Re: Implementing a large partitioned IOT?

From: Mark J. Bobak <mark_at_bobak.net>
Date: Fri, 08 Feb 2002 06:21:41 GMT
Message-ID: <pan.2002.02.08.01.21.30.700497.13851@bobak.net>

D'oh. I should have mentioned, this is 8.1.7 EE on Solaris.
On Fri, 08 Feb 2002 00:34:40 -0500, Mark J. Bobak wrote:

> Hi,
>
> We have a new project that we are working on which will be a data
> warehouse of historical census data.
>
> Queries will be ad-hoc, user generated SQL. Things like: How many
> people w/ surname 'Smith' lived in Michigan in 1870 and were between 25
> and 35 years old? There are 8 different columns the user may query on.
> In the long run, this raw data will be around 225 million rows.
>
> Now, to me, this screams bitmap indexes. Controlled dataloads, no DML
> at all once data is loaded, lots of user generated unpredictable
> combination of queries, etc. In my view, the Oracle documentation could
> say something like "application of bitmap indexes: see Mark's database".
>
> Unfortunately, I just got wind of this project, and was not involved in
> the beginning.
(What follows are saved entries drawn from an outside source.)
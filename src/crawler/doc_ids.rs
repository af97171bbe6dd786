//! Document id registry
//!
//! Maps every canonical URL the crawl has seen to a stable integer id. Ids start at 1,
//! only ever grow and are never reused. The registry is the crawl's dedup oracle.

use crate::storage::{OrderedStore, StorageError, StorageResult};
use crate::CrawlError;
use tokio::sync::Mutex;

struct RegistryInner {
    store: Box<dyn OrderedStore>,
    last_doc_id: i32,
}

/// Durable canonical URL to document id map
///
/// Every operation runs under one registry-wide lock: id allocation must have a
/// single writer.
pub struct DocumentIdRegistry {
    inner: Mutex<RegistryInner>,
}

impl DocumentIdRegistry {
    /// Opens the registry over `store`, resuming after the largest id it holds
    pub fn new(store: Box<dyn OrderedStore>) -> StorageResult<Self> {
        let mut last_doc_id = 0;
        for (key, value) in store.cursor(usize::MAX)? {
            let id = decode_doc_id(&value).ok_or_else(|| {
                StorageError::Corrupt(format!(
                    "doc id value for {} is {} bytes",
                    String::from_utf8_lossy(&key),
                    value.len()
                ))
            })?;
            last_doc_id = last_doc_id.max(id);
        }

        if last_doc_id > 0 {
            tracing::info!("Document id registry resumed at id {}", last_doc_id);
        }

        Ok(Self {
            inner: Mutex::new(RegistryInner { store, last_doc_id }),
        })
    }

    /// Returns the id of `url`, or `None` if it was never registered
    ///
    /// Storage failures are logged and reported as "not seen".
    pub async fn lookup(&self, url: &str) -> Option<i32> {
        let inner = self.inner.lock().await;
        lookup_locked(&inner, url)
    }

    pub async fn is_seen(&self, url: &str) -> bool {
        self.lookup(url).await.is_some()
    }

    /// Returns the existing id of `url` or registers it under the next id
    pub async fn assign_if_absent(&self, url: &str) -> StorageResult<i32> {
        let mut inner = self.inner.lock().await;
        if let Some(id) = lookup_locked(&inner, url) {
            return Ok(id);
        }
        allocate_locked(&mut inner, url)
    }

    /// Registers `url` only if nobody has registered it yet
    ///
    /// Returns the fresh id for the caller that wins, `None` for every later caller.
    /// Workers admit a link to the frontier only when they win the claim, which keeps
    /// a URL from being enqueued twice.
    pub async fn claim(&self, url: &str) -> StorageResult<Option<i32>> {
        let mut inner = self.inner.lock().await;
        if lookup_locked(&inner, url).is_some() {
            return Ok(None);
        }
        allocate_locked(&mut inner, url).map(Some)
    }

    /// Records a caller-chosen id for `url`
    ///
    /// Succeeds without change when `url` already has exactly `doc_id`. Fails with
    /// `IdConflict` when `url` has another id, or when `doc_id` is not greater than
    /// the last id handed out.
    pub async fn reserve(&self, url: &str, doc_id: i32) -> Result<(), CrawlError> {
        let mut inner = self.inner.lock().await;

        match lookup_locked(&inner, url) {
            Some(existing) if existing == doc_id => return Ok(()),
            Some(existing) => {
                return Err(CrawlError::IdConflict {
                    url: url.to_string(),
                    requested: doc_id,
                    reason: format!("URL is already registered with id {}", existing),
                })
            }
            None => {}
        }

        if doc_id <= inner.last_doc_id {
            return Err(CrawlError::IdConflict {
                url: url.to_string(),
                requested: doc_id,
                reason: format!("ids up to {} are already assigned", inner.last_doc_id),
            });
        }

        inner.store.put(url.as_bytes(), &encode_doc_id(doc_id))?;
        inner.last_doc_id = doc_id;
        Ok(())
    }

    pub async fn last_doc_id(&self) -> i32 {
        self.inner.lock().await.last_doc_id
    }

    /// Number of registered URLs
    pub async fn doc_count(&self) -> u64 {
        let inner = self.inner.lock().await;
        match inner.store.count() {
            Ok(count) => count,
            Err(e) => {
                tracing::error!("Failed to count registered documents: {}", e);
                0
            }
        }
    }

    pub async fn sync(&self) -> StorageResult<()> {
        self.inner.lock().await.store.sync()
    }

    pub async fn close(&self) -> StorageResult<()> {
        let mut inner = self.inner.lock().await;
        inner.store.sync()?;
        inner.store.close()
    }
}

fn lookup_locked(inner: &RegistryInner, url: &str) -> Option<i32> {
    match inner.store.get(url.as_bytes()) {
        Ok(Some(value)) => decode_doc_id(&value),
        Ok(None) => None,
        Err(e) => {
            tracing::error!("Failed to look up document id for {}: {}", url, e);
            None
        }
    }
}

fn allocate_locked(inner: &mut RegistryInner, url: &str) -> StorageResult<i32> {
    let id = inner.last_doc_id + 1;
    inner.store.put(url.as_bytes(), &encode_doc_id(id))?;
    inner.last_doc_id = id;
    Ok(id)
}

fn encode_doc_id(id: i32) -> [u8; 4] {
    id.to_be_bytes()
}

fn decode_doc_id(bytes: &[u8]) -> Option<i32> {
    let bytes: [u8; 4] = bytes.try_into().ok()?;
    Some(i32::from_be_bytes(bytes))
}

#[cfg(test)]
mod tests {
    use super::*;
    use crate::storage::SqliteStore;
    use std::sync::Arc;

    fn create_test_registry() -> DocumentIdRegistry {
        DocumentIdRegistry::new(Box::new(SqliteStore::open_in_memory().unwrap())).unwrap()
    }

    #[tokio::test]
    async fn test_lookup_unknown_url() {
        let registry = create_test_registry();
        assert_eq!(registry.lookup("http://a.test/").await, None);
        assert!(!registry.is_seen("http://a.test/").await);
    }

    #[tokio::test]
    async fn test_assign_is_idempotent() {
        let registry = create_test_registry();
        let first = registry.assign_if_absent("http://a.test/").await.unwrap();
        let second = registry.assign_if_absent("http://a.test/").await.unwrap();
        assert_eq!(first, second);
        assert_eq!(first, 1);
        assert!(registry.is_seen("http://a.test/").await);
    }

    #[tokio::test]
    async fn test_ids_strictly_increase() {
        let registry = create_test_registry();
        let mut previous = 0;
        for i in 0..20 {
            let id = registry
                .assign_if_absent(&format!("http://a.test/{}", i))
                .await
                .unwrap();
            assert!(id > previous);
            previous = id;
        }
        assert_eq!(registry.last_doc_id().await, 20);
        assert_eq!(registry.doc_count().await, 20);
    }

    #[tokio::test]
    async fn test_claim_only_wins_once() {
        let registry = create_test_registry();
        let first = registry.claim("http://a.test/").await.unwrap();
        let second = registry.claim("http://a.test/").await.unwrap();
        assert_eq!(first, Some(1));
        assert_eq!(second, None);
        assert_eq!(registry.lookup("http://a.test/").await, Some(1));
    }

    #[tokio::test]
    async fn test_concurrent_claims_have_one_winner() {
        let registry = Arc::new(create_test_registry());
        let mut handles = Vec::new();
        for _ in 0..16 {
            let registry = registry.clone();
            handles.push(tokio::spawn(async move {
                registry.claim("http://race.test/").await.unwrap()
            }));
        }

        let mut winners = 0;
        for handle in handles {
            if handle.await.unwrap().is_some() {
                winners += 1;
            }
        }
        assert_eq!(winners, 1);
        assert_eq!(registry.last_doc_id().await, 1);
    }

    #[tokio::test]
    async fn test_reserve_exact_match_is_noop() {
        let registry = create_test_registry();
        registry.reserve("http://a.test/", 10).await.unwrap();
        registry.reserve("http://a.test/", 10).await.unwrap();
        assert_eq!(registry.lookup("http://a.test/").await, Some(10));
        assert_eq!(registry.last_doc_id().await, 10);
    }

    #[tokio::test]
    async fn test_reserve_rejects_id_not_above_last() {
        let registry = create_test_registry();
        registry.assign_if_absent("http://a.test/").await.unwrap();
        registry.assign_if_absent("http://b.test/").await.unwrap();

        let result = registry.reserve("http://c.test/", 2).await;
        assert!(matches!(result, Err(CrawlError::IdConflict { requested: 2, .. })));

        let result = registry.reserve("http://c.test/", 1).await;
        assert!(matches!(result, Err(CrawlError::IdConflict { .. })));

        assert!(registry.reserve("http://c.test/", 3).await.is_ok());
    }

    #[tokio::test]
    async fn test_reserve_rejects_different_existing_id() {
        let registry = create_test_registry();
        registry.reserve("http://a.test/", 5).await.unwrap();

        let result = registry.reserve("http://a.test/", 6).await;
        assert!(matches!(result, Err(CrawlError::IdConflict { .. })));
    }

    #[tokio::test]
    async fn test_allocation_continues_after_reserve() {
        let registry = create_test_registry();
        registry.reserve("http://seed.test/", 100).await.unwrap();
        let next = registry.assign_if_absent("http://other.test/").await.unwrap();
        assert_eq!(next, 101);
    }

    #[tokio::test]
    async fn test_resume_from_existing_store() {
        let dir = tempfile::TempDir::new().unwrap();
        let path = dir.path().join("doc_ids.db");

        {
            let registry =
                DocumentIdRegistry::new(Box::new(SqliteStore::open(&path).unwrap())).unwrap();
            registry.assign_if_absent("http://a.test/").await.unwrap();
            registry.reserve("http://b.test/", 42).await.unwrap();
            registry.close().await.unwrap();
        }

        let registry = DocumentIdRegistry::new(Box::new(SqliteStore::open(&path).unwrap())).unwrap();
        assert_eq!(registry.last_doc_id().await, 42);
        assert_eq!(registry.lookup("http://a.test/").await, Some(1));
        assert_eq!(registry.assign_if_absent("http://c.test/").await.unwrap(), 43);
    }

    #[test]
    fn test_id_value_layout_is_big_endian() {
        assert_eq!(encode_doc_id(300), [0x00, 0x00, 0x01, 0x2C]);
        assert_eq!(decode_doc_id(&[0x00, 0x00, 0x01, 0x2C]), Some(300));
        assert_eq!(decode_doc_id(&[0x01]), None);
    }

    #[tokio::test]
    async fn test_closed_registry_fails_allocation() {
        let registry = create_test_registry();
        registry.close().await.unwrap();
        assert!(registry.assign_if_absent("http://a.test/").await.is_err());
        assert_eq!(registry.lookup("http://a.test/").await, None);
    }
}
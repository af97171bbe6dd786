use crate::url::domain::{split_host, TldList};
use serde::{Deserialize, Serialize};
use url::Url;

/// Document id of a URL that has not been registered yet
pub const UNASSIGNED_DOC_ID: i32 = -1;

/// Depth given to a link whose URL was already registered when it was found
pub const ALREADY_SEEN_DEPTH: i16 = -1;

/// Neutral priority used when a visitor does not rank URLs
pub const DEFAULT_PRIORITY: u8 = 128;

/// A crawlable URL together with its discovery metadata
///
/// This is the unit of work stored in the frontier. Lower `priority` values are
/// fetched first.
#[derive(Debug, Clone, PartialEq, Eq, Serialize, Deserialize)]
pub struct WebUrl {
    url: String,
    pub doc_id: i32,
    pub parent_doc_id: i32,
    pub parent_url: Option<String>,
    pub depth: i16,
    domain: String,
    sub_domain: String,
    path: String,
    pub anchor: String,
    pub priority: u8,
}

impl WebUrl {
    /// Creates an unregistered work item for an already canonical URL
    pub fn new(url: impl Into<String>, tld_list: &TldList) -> Self {
        let mut web_url = Self {
            url: String::new(),
            doc_id: UNASSIGNED_DOC_ID,
            parent_doc_id: UNASSIGNED_DOC_ID,
            parent_url: None,
            depth: 0,
            domain: String::new(),
            sub_domain: String::new(),
            path: String::new(),
            anchor: String::new(),
            priority: DEFAULT_PRIORITY,
        };
        web_url.set_url(url, tld_list);
        web_url
    }

    /// Replaces the URL and recomputes domain, subdomain and path
    pub fn set_url(&mut self, url: impl Into<String>, tld_list: &TldList) {
        self.url = url.into();
        match Url::parse(&self.url) {
            Ok(parsed) => {
                let host = parsed.host_str().unwrap_or_default().to_lowercase();
                let (domain, sub_domain) = split_host(&host, tld_list);
                self.domain = domain;
                self.sub_domain = sub_domain;
                self.path = parsed.path().to_string();
            }
            Err(_) => {
                self.domain.clear();
                self.sub_domain.clear();
                self.path.clear();
            }
        }
    }

    pub fn url(&self) -> &str {
        &self.url
    }

    pub fn domain(&self) -> &str {
        &self.domain
    }

    pub fn sub_domain(&self) -> &str {
        &self.sub_domain
    }

    /// Path part of the URL, without query
    pub fn path(&self) -> &str {
        &self.path
    }

    pub fn has_doc_id(&self) -> bool {
        self.doc_id > 0
    }

    pub fn is_https(&self) -> bool {
        self.url.starts_with("https://")
    }
}

impl std::fmt::Display for WebUrl {
    fn fmt(&self, f: &mut std::fmt::Formatter<'_>) -> std::fmt::Result {
        f.write_str(&self.url)
    }
}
So, the decision was made that the user must have a
> response time less than 10 seconds, no matter what the query. (Yes,
> it's a ridiculous business requirement cooked up by someone witout a
> clue, but, here we are.)
>
> So, others involved in the project said, gee, we can use the CUBE()
> function to generate all the possible combinations and store them in an
> IOT. Then we can do single row lookups no matter what the query is.
> Sigh... So, now there is a movement afoot to rush out and create a
> range partitioned, hash sub-partitioned, IOT that will likely end up in
> the neighborhood of 34 billion rows and at least 2TB of data.
>
> So, I'm trying to get in front of this and convince people that w/
> bitmap indexes, the 220 million rows of raw data, and about 100 GB of
> disk, I can get them at least 90% of the way to their requirements. I've
> created a small benchark, on a subset of the data, and I got excellent
> results. This is my first real experience w/ bitmap indexes, and I was
> amazed at how efficient they are. But, surprise, surprise, they can't
> beat a single row access by rowid.
>
> What I'm looking for here is:
> - Are we going to be in trouble w/ the IOT?
> From a managabability, maintainability and recoverability point of view,
> does anyone see any gotchas or show stoppers?
>
> - How about performance scalability? Yes, B*Trees
> are efficient, but what happens when you have this volume of data? The
> index will be local prefixed, right? So, I'm hoping that index root
> blocks and first level branch blocks will not get excessively hot, since
> there will be one root per partition.
>
> Since everyone is sold on the IOT concept, the attitude is "you can't
> guarantee that I'll get the performance I need from bitmaps, so I'm
> going with an IOT. It's safer."
>
> So, is it REALLY safer? Is it insane to try this on this scale?
> PArticularly when you talk about partitioned IOT, with range paritions
> AND hash sub- partitions, I wonder if we are going to get into some of
> the less well tested cases.
>
> Anything anyone can offer to help me make the case for bitmap indexes
> will be greatly appreciated.
>
> Really, anything, pro or con, bitmap vs. IOT, would be appreciated.
>
> Thanks for any input you can offer,
>
> -Mark
Received on Fri Feb 08 2002 - 00:21:41 CST